Alexandre está sob cuidados especiais durante as 24 horas do dia. “Ele tem que trocar fralda, fazer fono… É uma dependência muito grande. Às vezes tem duas ou três pessoas cuidando dele”, diz.
A administradora registrou um boletim de ocorrência sobre o caso e pretende acionar a Justiça. “Ele tinha uma vida normal, ia para academia, surfava”, diz. “Eu espero que a gente consiga algum tipo de indenização pelo menos para a Sara porque ela não vai ter o pai presente.”
Em nota, o CREMERS (Conselho Regional de Medicina do Estado do Rio Grande do Sul) informou que abriu uma sindicância para apurar as circunstâncias do incidente. “Como corre em sigilo por lei, não podemos informar detalhes sobre o andamento”, disse a instituição.
A delegada responsável pelo caso, Carla Kuhn, informou ao UOL que as investigações ainda estão na fase de oitivas. “No momento, foi ouvida apenas a esposa da vítima. Estamos aguardando as sindicâncias que foram instauradas no CREMERS e no próprio hospital”, disse ela, informando ainda que, na próxima semana, deve ouvir a equipe de enfermagem e que o prazo da conclusão do inquérito é de 30 dias.
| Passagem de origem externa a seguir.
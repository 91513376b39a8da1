//! Email template loading with `{{placeholder}}` substitution.

use std::fs;
use std::path::PathBuf;

/// Template loading failures. Callers substitute a fallback body rather
/// than dropping the email.
#[derive(Debug, thiserror::Error)]
pub enum TemplateError {
    #[error("Failed to read template '{name}': {source}")]
    Read {
        name: String,
        #[source]
        source: std::io::Error,
    },
}

/// Loads named HTML templates from a directory and fills placeholders.
#[derive(Debug, Clone)]
pub struct TemplateStore {
    dir: PathBuf,
}

impl TemplateStore {
    pub fn new(dir: impl Into<PathBuf>) -> Self {
        Self { dir: dir.into() }
    }

    /// Renders `<dir>/<name>.html`, replacing every `{{key}}` occurrence
    /// for each provided key. Values are substituted verbatim; placeholders
    /// with no matching key render as empty string, never as the literal
    /// token.
    pub fn render(&self, name: &str, data: &[(&str, &str)]) -> Result<String, TemplateError> {
        let path = self.dir.join(format!("{}.html", name));
        let mut template = fs::read_to_string(&path).map_err(|source| TemplateError::Read {
            name: name.to_string(),
            source,
        })?;

        for (key, value) in data {
            let placeholder = format!("{{{{{}}}}}", key);
            template = template.replace(&placeholder, value);
        }

        Ok(strip_unmatched(&template))
    }
}

/// Erases any `{{...}}` tokens left after substitution
fn strip_unmatched(template: &str) -> String {
    let mut out = String::with_capacity(template.len());
    let mut rest = template;

    while let Some(start) = rest.find("{{") {
        match rest[start..].find("}}") {
            Some(end) => {
                out.push_str(&rest[..start]);
                rest = &rest[start + end + 2..];
            }
            None => break,
        }
    }
    out.push_str(rest);

    out
}
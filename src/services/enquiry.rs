use sqlx::PgPool;
use uuid::Uuid;

use crate::error::{AppError, AppResult};
use crate::models::{CreateEnquiry, Enquiry};

pub struct EnquiryService;

impl EnquiryService {
    /// Lists all enquiries, newest first
    pub async fn list(pool: &PgPool) -> AppResult<Vec<Enquiry>> {
        let enquiries = sqlx::query_as::<_, Enquiry>(
            r#"
            SELECT id, first_name, last_name, email, phone, service_type,
                   budget_range, additional_info, state, user_id, created_at
            FROM enquiries
            ORDER BY created_at DESC
            "#,
        )
        .fetch_all(pool)
        .await?;

        Ok(enquiries)
    }

    /// Gets an enquiry by ID
    pub async fn get_by_id(pool: &PgPool, id: Uuid) -> AppResult<Enquiry> {
        sqlx::query_as::<_, Enquiry>(
            r#"
            SELECT id, first_name, last_name, email, phone, service_type,
                   budget_range, additional_info, state, user_id, created_at
            FROM enquiries
            WHERE id = $1
            "#,
        )
        .bind(id)
        .fetch_optional(pool)
        .await?
        .ok_or_else(|| AppError::NotFound(format!("Enquiry {} not found", id)))
    }

    /// Creates a new enquiry. Notification dispatch belongs to the
    /// caller; this only writes the row.
    pub async fn create(pool: &PgPool, input: CreateEnquiry) -> AppResult<Enquiry> {
        if input.service_type.trim().is_empty() {
            return Err(AppError::Validation("service_type is required".to_string()));
        }
        if input.budget_range.trim().is_empty() {
            return Err(AppError::Validation("budget_range is required".to_string()));
        }

        let enquiry = sqlx::query_as::<_, Enquiry>(
            r#"
            INSERT INTO enquiries (first_name, last_name, email, phone, service_type,
                                   budget_range, additional_info, state, user_id)
            VALUES ($1, $2, $3, $4, $5, $6, $7, $8, $9)
            RETURNING id, first_name, last_name, email, phone, service_type,
                      budget_range, additional_info, state, user_id, created_at
            "#,
        )
        .bind(&input.first_name)
        .bind(&input.last_name)
        .bind(&input.email)
        .bind(&input.phone)
        .bind(&input.service_type)
        .bind(&input.budget_range)
        .bind(&input.additional_info)
        .bind(&input.state)
        .bind(input.user_id)
        .fetch_one(pool)
        .await
        .map_err(|e| {
            if let sqlx::Error::Database(ref db_err) = e {
                if db_err.is_foreign_key_violation() {
                    return AppError::Validation("user_id references no known user".to_string());
                }
            }
            AppError::Database(e)
        })?;

        log::info!("Created enquiry {}", enquiry.id);
        Ok(enquiry)
    }
}
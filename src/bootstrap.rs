use log::{info, warn};
use sqlx::PgPool;
use std::env;

use crate::error::AppResult;
use crate::models::CreateUserRequest;
use crate::services::UsersService;

/// Bootstrap the initial admin account from the CREATE_ADMIN env var.
/// Format: "email:password". Only creates the account when no admin
/// exists yet.
pub async fn create_admin_if_needed(pool: &PgPool) -> AppResult<()> {
    let create_admin = match env::var("CREATE_ADMIN") {
        Ok(val) if !val.is_empty() => val,
        _ => {
            info!("CREATE_ADMIN not set, skipping admin creation");
            return Ok(());
        }
    };

    let admin_count = UsersService::admin_count(pool).await?;
    if admin_count > 0 {
        warn!("CREATE_ADMIN set but an admin already exists. Skipping admin creation.");
        return Ok(());
    }

    // Parse email:password
    let parts: Vec<&str> = create_admin.splitn(2, ':').collect();
    if parts.len() != 2 {
        return Err(crate::error::AppError::Validation(
            "CREATE_ADMIN must be in format 'email:password'".to_string(),
        ));
    }

    let email = parts[0].trim();
    let password = parts[1];

    if password.is_empty() {
        return Err(crate::error::AppError::Validation(
            "Password is required".to_string(),
        ));
    }

    let req = CreateUserRequest {
        first_name: "Site".to_string(),
        last_name: "Admin".to_string(),
        email: email.to_string(),
        phone: None,
        password: Some(password.to_string()),
        is_admin: true,
    };

    UsersService::create_user(pool, &req).await?;
    info!("Admin account created: {}", email);

    Ok(())
}
//! Expansion engine: walks scanned tokens, expanding templates and commands
//!
//! Expansion is depth-first and left to right. A template body is expanded
//! completely before the text after its invocation site, so output order is
//! source order.

mod context;

pub use context::RenderContext;

use thiserror::Error;
use tracing::{debug, warn};

use crate::command::{CommandArgs, CommandError, CommandRegistry, FigureRequest, SideEffect};
use crate::data::DataRegistry;
use crate::error::{Location, ScanError};
use crate::parser::{scan, substitute_parameters, Argument, Spanned, Token};
use crate::template::{TemplateError, TemplateFrame, TemplateRegistry};
use crate::RenderConfig;

/// Errors that abort the render of one source file
#[derive(Debug, Error)]
pub enum RenderError {
    /// Malformed sigil in the source text
    #[error(transparent)]
    Scan(#[from] ScanError),

    /// Unknown template, wrong arguments or recursion
    #[error("{location}: {source}")]
    Template {
        location: Location,
        source: TemplateError,
    },

    #[error("{location}: unknown command '@{name}'")]
    UnknownCommand { name: String, location: Location },

    #[error("{location}: @{name}: {source}")]
    Command {
        name: String,
        location: Location,
        source: CommandError,
    },
}

impl RenderError {
    pub fn template(location: Location, source: TemplateError) -> Self {
        Self::Template { location, source }
    }

    pub fn location(&self) -> &Location {
        match self {
            RenderError::Scan(e) => e.location(),
            RenderError::Template { location, .. }
            | RenderError::UnknownCommand { location, .. }
            | RenderError::Command { location, .. } => location,
        }
    }
}

/// Text and queued figures of a successful render
#[derive(Debug, Clone, Default, PartialEq)]
pub struct RenderOutput {
    pub text: String,
    pub figures: Vec<FigureRequest>,
}

/// Renders source files against shared, read-only registries
#[derive(Debug)]
pub struct Renderer<'r> {
    templates: &'r TemplateRegistry,
    data: &'r DataRegistry,
    commands: CommandRegistry,
    config: RenderConfig,
}

impl<'r> Renderer<'r> {
    /// Renderer with the built-in commands and default configuration
    pub fn new(templates: &'r TemplateRegistry, data: &'r DataRegistry) -> Self {
        Self {
            templates,
            data,
            commands: CommandRegistry::with_builtins(),
            config: RenderConfig::default(),
        }
    }

    pub fn with_commands(mut self, commands: CommandRegistry) -> Self {
        self.commands = commands;
        self
    }

    pub fn with_config(mut self, config: RenderConfig) -> Self {
        self.config = config;
        self
    }

    pub fn config(&self) -> &RenderConfig {
        &self.config
    }

    pub fn commands(&self) -> &CommandRegistry {
        &self.commands
    }

    /// Render one source file. Nothing is returned on error.
    pub fn render(&self, text: &str, source: &str) -> Result<RenderOutput, RenderError> {
        let tokens = scan(text, source)?;
        debug!(source, tokens = tokens.len(), "scanned source");

        let mut ctx = RenderContext::new(
            source,
            self.templates,
            self.data,
            &self.commands,
            &self.config,
        );
        self.expand_tokens(&mut ctx, &tokens, None, source)?;

        Ok(RenderOutput {
            text: ctx.output,
            figures: ctx.figures,
        })
    }

    fn expand_tokens(
        &self,
        ctx: &mut RenderContext<'_>,
        tokens: &[Spanned<Token>],
        frame: Option<&TemplateFrame<'_>>,
        file: &str,
    ) -> Result<(), RenderError> {
        for token in tokens {
            match &token.node {
                Token::Literal(text) => ctx.output.push_str(text),
                Token::Parameter(name) => match frame.and_then(|f| f.get(name)) {
                    Some(value) => ctx.output.push_str(value),
                    None => {
                        if let Some(frame) = frame {
                            warn!(
                                template = %frame.definition.name,
                                parameter = %name,
                                location = %token.location(file),
                                "reference to undeclared parameter left as text"
                            );
                        }
                        ctx.output.push_str("%%");
                        ctx.output.push_str(name);
                    }
                },
                Token::Template { name, args } => {
                    let args: Vec<Argument> = args
                        .iter()
                        .map(|arg| Argument {
                            key: arg.key.clone(),
                            value: substitute(&arg.value, frame),
                        })
                        .collect();
                    self.expand_template(ctx, name, &args, token.location(file))?;
                }
                Token::Command { name, args } => {
                    let raw = args.as_deref().map(|raw| substitute(raw, frame));
                    self.dispatch(ctx, name, raw.as_deref(), token.location(file))?;
                }
            }
        }
        Ok(())
    }

    fn expand_template(
        &self,
        ctx: &mut RenderContext<'_>,
        name: &str,
        args: &[Argument],
        location: Location,
    ) -> Result<(), RenderError> {
        let definition = self
            .templates
            .lookup(name)
            .map_err(|e| RenderError::template(location.clone(), e))?;

        // Checked before binding so a cycle is reported even with bad arguments
        ctx.chain
            .enter(name)
            .map_err(|e| RenderError::template(location.clone(), e))?;
        debug!(template = name, depth = ctx.chain.depth(), "expanding template");

        let result = TemplateFrame::bind(definition, args)
            .map_err(|e| RenderError::template(location, e))
            .and_then(|frame| {
                if definition.wrap_newlines {
                    ctx.output.push('\n');
                }
                self.expand_tokens(ctx, &definition.body, Some(&frame), definition.file())?;
                if definition.wrap_newlines {
                    ctx.output.push('\n');
                }
                Ok(())
            });

        ctx.chain.leave();
        result
    }

    fn dispatch(
        &self,
        ctx: &mut RenderContext<'_>,
        name: &str,
        raw: Option<&str>,
        location: Location,
    ) -> Result<(), RenderError> {
        let handler = self
            .commands
            .get(name)
            .ok_or_else(|| RenderError::UnknownCommand {
                name: name.to_string(),
                location: location.clone(),
            })?;

        debug!(command = name, "dispatching command");
        let args = CommandArgs::parse(raw);
        let output = handler
            .handle(&args, ctx)
            .map_err(|source| RenderError::Command {
                name: name.to_string(),
                location,
                source,
            })?;

        ctx.output.push_str(&output.text);
        for effect in output.effects {
            match effect {
                SideEffect::Figure(request) => ctx.figures.push(request),
            }
        }
        Ok(())
    }
}

/// Substitute bound parameters into nested argument text
fn substitute(text: &str, frame: Option<&TemplateFrame<'_>>) -> String {
    match frame {
        Some(frame) => substitute_parameters(text, |name| frame.get(name).map(str::to_string)),
        None => text.to_string(),
    }
}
A reportagem também questionou o Hospital Humaniza sobre o caso. Em nota, a instituição informou que o atendimento relacionado ao paciente ocorreu em gestão anterior.
“O Hospital lamenta profundamente o ocorrido e vem prestando toda a assistência médica necessária e disponível para a melhoria do quadro clínico do paciente. Ao mesmo tempo, vem mantendo tratativas com os familiares para, também, proporcionar o máximo de assistência e acolhimento necessários”, diz o comunicado.